Adsorption and desorption of hydroxychloroquine onto sulphur doped graphene powders as a potential drug for COVID-19: physicochemical investigation, surface chemistry and in vitro cytotoxicity evaluation

Abstract

Hydroxychloroquine (HCQ) is a very substantial drug active substance that was approved for emergency use by the FDA during the peak of the COVID-19 pandemic due to its potent antiviral properties. In this study, adsorption and desorption of hydroxychloroquine on sulfur (S)-doped graphene powders were investigated. While the adsorption experiments were carried out in the environment of distilled water (pH 5.0-6.0), HEPES buffer (pH 7.6), and Tris.HCl buffer (pH 8.0) the desorption studies were performed in distilled water. The HCQ adsorbed S-doped graphene powders were characterized by UV-Vis, FT-IR, XRD, BET and TEM techniques. According to UV-Vis measurements, the adsorption efficiency in the HEPES buffer medium at pH 7.6 was the highest (68.72% for H3 (HCQ adsorption with SGr3 graphene in HEPES medium)). FT-IR and XRD analyses confirmed the presence of HCQ on the graphene powders’ surface. While morphological changes on the surfaces of graphene powders were imaged by TEM, BET surface area changes proved the HCQ adsorption. The in vitro toxicity of the developed H3 was found to be lower than that of HCQ alone on the L929 cell line.
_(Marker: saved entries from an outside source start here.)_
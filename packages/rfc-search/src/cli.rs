//! Command-line interface for the RFC search.

use std::ffi::OsString;
use std::io;
use std::time::Duration;

use clap::error::{ContextKind, ErrorKind};
use clap::{ArgAction, CommandFactory, Parser};
use console::style;
use indicatif::{ProgressBar, ProgressStyle};

use crate::config::{app_title, SearchConfig, APP_NAME};
use crate::error::{ArgError, Result};
use crate::http::HttpTransport;
use crate::presenter::{present, Presented};
use crate::query::QueryParams;
use crate::search::search;
use crate::status::StatusWriter;

/// RFC specification search application.
#[derive(Debug, Parser)]
#[command(name = APP_NAME)]
#[command(about = "RFC specification search application", long_about = None)]
#[command(before_help = app_title())]
#[command(override_usage = "rfc-search [-?hlv] [-k KEYWORD] [RFC_ID]")]
#[command(after_help = "Usage Examples:\n  rfc-search 9293\n  rfc-search -l -k TCP\n  rfc-search --keyword TCP")]
#[command(disable_help_flag = true)]
pub struct Cli {
    /// RFC specification ID number
    #[arg(value_name = "RFC_ID", value_parser = clap::value_parser!(u32).range(1..))]
    pub rfc_id: Option<u32>,

    /// Show this help message and exit
    #[arg(short = 'h', long, short_alias = '?', action = ArgAction::SetTrue)]
    pub help: bool,

    /// Enable verbose console output
    #[arg(short, long)]
    pub verbose: bool,

    /// Perform the RFC search using a keyword
    #[arg(short, long, value_name = "TERM")]
    pub keyword: Option<String>,

    /// Get a list of RFC specifications
    #[arg(short, long)]
    pub list: bool,
}

/// Validated command line.
#[derive(Debug, Clone, PartialEq, Eq)]
pub enum Invocation {
    /// Print the help text and exit successfully.
    Help,
    /// Run a search.
    Search(SearchRequest),
}

/// A search requested on the command line.
#[derive(Debug, Clone, PartialEq, Eq)]
pub struct SearchRequest {
    pub query: QueryParams,
    pub list: bool,
    pub verbose: bool,
}

/// Parse and validate command-line arguments.
///
/// The first item is the program name. No arguments at all, or `--help`,
/// yields [`Invocation::Help`].
pub fn parse_invocation<I, T>(args: I) -> std::result::Result<Invocation, ArgError>
where
    I: IntoIterator<Item = T>,
    T: Into<OsString> + Clone,
{
    let args: Vec<OsString> = args.into_iter().map(Into::into).collect();
    if args.len() <= 1 {
        return Ok(Invocation::Help);
    }

    let cli = Cli::try_parse_from(args).map_err(arg_error)?;
    if cli.help {
        return Ok(Invocation::Help);
    }

    if cli.keyword.as_deref() == Some("") {
        return Err(ArgError::InvalidValue {
            arg: "-k/--keyword".to_string(),
            value: "keyword cannot be empty".to_string(),
        });
    }

    let query = QueryParams::new(cli.rfc_id.unwrap_or(0), cli.keyword.as_deref().unwrap_or(""))?;

    Ok(Invocation::Search(SearchRequest {
        query,
        list: cli.list,
        verbose: cli.verbose,
    }))
}

/// Convert a clap parse failure into an argument error.
fn arg_error(err: clap::Error) -> ArgError {
    let context = |kind: ContextKind| err.get(kind).map(ToString::to_string);

    match err.kind() {
        ErrorKind::InvalidValue | ErrorKind::ValueValidation | ErrorKind::NoEquals => {
            ArgError::InvalidValue {
                arg: context(ContextKind::InvalidArg).unwrap_or_default(),
                value: context(ContextKind::InvalidValue).unwrap_or_default(),
            }
        }
        kind => ArgError::Unrecognized(
            context(ContextKind::InvalidArg)
                .unwrap_or_else(|| kind.as_str().unwrap_or("invalid arguments").to_string()),
        ),
    }
}

/// Full help text.
pub fn help() -> String {
    Cli::command().render_help().to_string()
}

/// Single usage line.
pub fn usage() -> String {
    Cli::command().render_usage().to_string()
}

/// Execute a search and present its outcome on stdout.
pub fn execute<S>(request: SearchRequest, status: &S) -> Result<Presented>
where
    S: StatusWriter + ?Sized,
{
    let config = SearchConfig::from_env()?;
    let transport = HttpTransport::new(config.timeout)?;
    let query = request
        .query
        .with_sort(config.sort_field, config.sort_direction);

    let subject = match (query.id(), query.title()) {
        (Some(id), _) => format!("RFC {id}"),
        (None, title) => format!("'{}'", title.unwrap_or_default()),
    };

    // Spinner is hidden automatically when stderr is not a terminal
    let pb = ProgressBar::new_spinner();
    #[allow(clippy::expect_used)] // Static template string that is guaranteed to be valid
    pb.set_style(
        ProgressStyle::default_spinner()
            .template("{spinner:.green} {msg}")
            .expect("valid template"),
    );
    pb.set_message(format!("{} {}", style("Searching").bold(), style(&subject).cyan()));
    pb.enable_steady_tick(Duration::from_millis(100));

    let outcome = search(&transport, &config, &query);
    pb.finish_and_clear();

    let stdout = io::stdout();
    let mut out = stdout.lock();
    present(outcome?, request.list, &transport, &mut out, status)
}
These fundamental findings of the surface interaction between HCQ and graphene are precious for the design and optimization of a targeted drug based on this molecule and material. The adsorption/desorption features of HCQ onto graphene-based carrier systems which in particular doped with sulfur from functional metals have been investigated for the first time.